Dear Friends,

Welcome to the 6th Annual Middlebury New Filmmakers Festival! The world has changed dramatically since our last gathering on the streets and in our screening venues in Middlebury. The challenges presented by the COVID-19 pandemic have made it impossible for us to bring you our customary on-the-ground Fest in beautiful Middlebury and we will sorely miss seeing all of you, our extended family. Yet, the show must go on, particularly in the face of adversity. So we have created MNFF6: ONLINE, a virtual event that we hope will capture the vibrant independent spirit that MNFF has come to represent for our filmmakers and our audiences alike.

The Festival will take place on your mobile phone, your tablet, your laptop and your big screen television from August 27-September 3. It will be available to you 24/7 during those eight days. Whether you want to catch a film in the morning as a sunrise treat, in the early afternoon as a lunch companion, in the late afternoon as a dinner appetizer or in the evening as a tasty way to end your day, we will be here for you. With two dozen feature films and six collections of short films to choose from, MNFF6: ONLINE provides you with a mix of outstanding documentaries and dramas that will entertain and, in many cases, change the conversation about the subjects our courageous and talented filmmakers tackle. We hope you enjoy this innovative version of the Middlebury New Filmmakers Festival!

We’re pleased to extend our tradition of honoring special guests and this year we recognize two remarkable individuals at MNFF6: ONLINE. First, the universally acclaimed British master filmmaker, Ken Loach, a director who has achieved astonishing breadth and depth in his narrative filmmaking during a remarkable career that dates back to 1967. With an award for Sustained Excellence in Narrative Feature Filmmaking, MNFF celebrates Mr. Loach’s courage in creating films that go beneath the surface to capture complex and unguarded moments of lived experience and social engagement. And we look forward to sharing his latest film, Sorry We Missed You, as part of our feature film program. Be sure to catch our engaging and extensive Q & A with Ken Loach, among the many filmmaker conversations we are offering.

We honor as well the rising African American documentary filmmaker Dawn Porter with an award for Sustained Excellence in Documentary Filmmaking. Her growing body of work has grappled with essential subjects including the unstinting commitment of public defenders in our court system, state spying upon citizens of color in Mississippi and the avalanche of TRAP laws that severely curtail abortion services in Southern states. We think you will enormously appreciate Ms. Porter’s timely, poignant and moving new film, John Lewis: Good Trouble, a work made all the more urgent in the wake of Congressman Lewis’ recent passing. And do attend Dawn Porter’s superb Q&A for a fuller understanding of her daring filmmaking.

We’re also happy to welcome back two-time Academy Award winning director, Barbara Kopple, with her new film, Desert One, a penetrating exploration of the failed 1980 Iranian hostage rescue mission during Jimmy Carter’s presidency. And Mohammed Naqvi also returns with The Accused: Damned or Devoted? which digs into recent political upheavals in Pakistan, growing out of controversial blasphemy charges, arrests and prosecutions. Supported by the BBC and the French and German television networks, Arte and ZDF, Mo Naqvi’s Middlebury screening will be the film’s North American premiere.

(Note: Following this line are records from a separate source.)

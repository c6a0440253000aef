//! Shared immutable byte buffers.
//!
//! [`Blob`] is the unit of data handed to the multiplexer. It is backed by an
//! `Arc<[u8]>`, so cloning acquires a reference and dropping releases it; a
//! queued chunk holds exactly one clone for as long as it is pending.

use std::fmt;
use std::sync::Arc;

/// Immutable, reference-counted byte buffer.
///
/// Cheap to clone: all clones share one allocation. The bytes can never be
/// mutated after construction, so a blob may be read concurrently by the
/// producer and the drain loop without coordination.
#[derive(Clone)]
pub struct Blob(Arc<[u8]>);

impl Blob {
    /// Bytes of this blob.
    pub fn as_bytes(&self) -> &[u8] {
        &self.0
    }

    /// Length in bytes. Zero-length blobs are legal and complete without a write.
    pub fn len(&self) -> usize {
        self.0.len()
    }

    /// True if the blob holds no bytes.
    pub fn is_empty(&self) -> bool {
        self.0.is_empty()
    }

    /// Number of live references to the underlying allocation.
    #[cfg(test)]
    pub(crate) fn ref_count(&self) -> usize {
        Arc::strong_count(&self.0)
    }
}

impl From<Vec<u8>> for Blob {
    fn from(bytes: Vec<u8>) -> Self {
        Self(bytes.into())
    }
}

impl From<&[u8]> for Blob {
    fn from(bytes: &[u8]) -> Self {
        Self(bytes.into())
    }
}

impl From<&str> for Blob {
    fn from(text: &str) -> Self {
        Self(text.as_bytes().into())
    }
}

impl From<String> for Blob {
    fn from(text: String) -> Self {
        Self(text.into_bytes().into())
    }
}

impl fmt::Debug for Blob {
    fn fmt(&self, f: &mut fmt::Formatter<'_>) -> fmt::Result {
        f.debug_struct("Blob").field("len", &self.len()).finish()
    }
}

#[cfg(test)]
mod tests {
    use super::*;

    #[test]
    fn test_clone_shares_allocation() {
        let blob = Blob::from(vec![1u8, 2, 3]);
        assert_eq!(blob.ref_count(), 1);

        let queued = blob.clone();
        assert_eq!(blob.ref_count(), 2);
        assert_eq!(queued.as_bytes(), blob.as_bytes());

        drop(queued);
        assert_eq!(blob.ref_count(), 1);
    }

    #[test]
    fn test_empty_blob() {
        let blob = Blob::from(&b""[..]);
        assert!(blob.is_empty());
        assert_eq!(blob.len(), 0);
    }
}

MNFF is also pleased to announce this year the creation of the Thaddeus Stevens Award for Social Engagement by a Vermont Filmmaker.  The award pays tribute to the heroic Vermonter, Thaddeus Stevens, a native of the Northeast Kingdom and a U.S. Congressman, who played a decisive role in the abolition of slavery and the establishment of free public schooling in America.  Congressman Stevens was played by Tommy Lee Jones in Steven Spielberg’s film, Lincoln. We are delighted to honor his monumental life and legacy.  First-year Stevens Award winners are Willow O’Feral and Brad Heck for their penetrating documentary feature, Sisters Rising, which deeply explores the question of domestic violence and marginalization in the Native American community. Amidst the current national focus on deserved status for people of color and also the “Me Too” insurgency, the filmmakers have made a vital contribution to the national conversation.

We hope you’ll make the most of this year’s online program which, uniquely, allows you to view as many films as you’d like, without regard to conflicting screening times and venues across town. Our selections this year will take you into new and distinct worlds of imagination and engagement. That said, we’ll deeply miss our in-person festival where unexpected connections and conversations proliferate in multiple venues, restaurants and curbside encounters.  We’re already looking forward to the day we can resume our downtown festival in scenic Middlebury.

In the meantime, join us – and help us honor this year’s crop of filmmakers, who are especially deserving of our attention during this time of caution and concern.

Thank you for your ongoing support of the Middlebury New Filmmakers Festival. Be well and stay safe.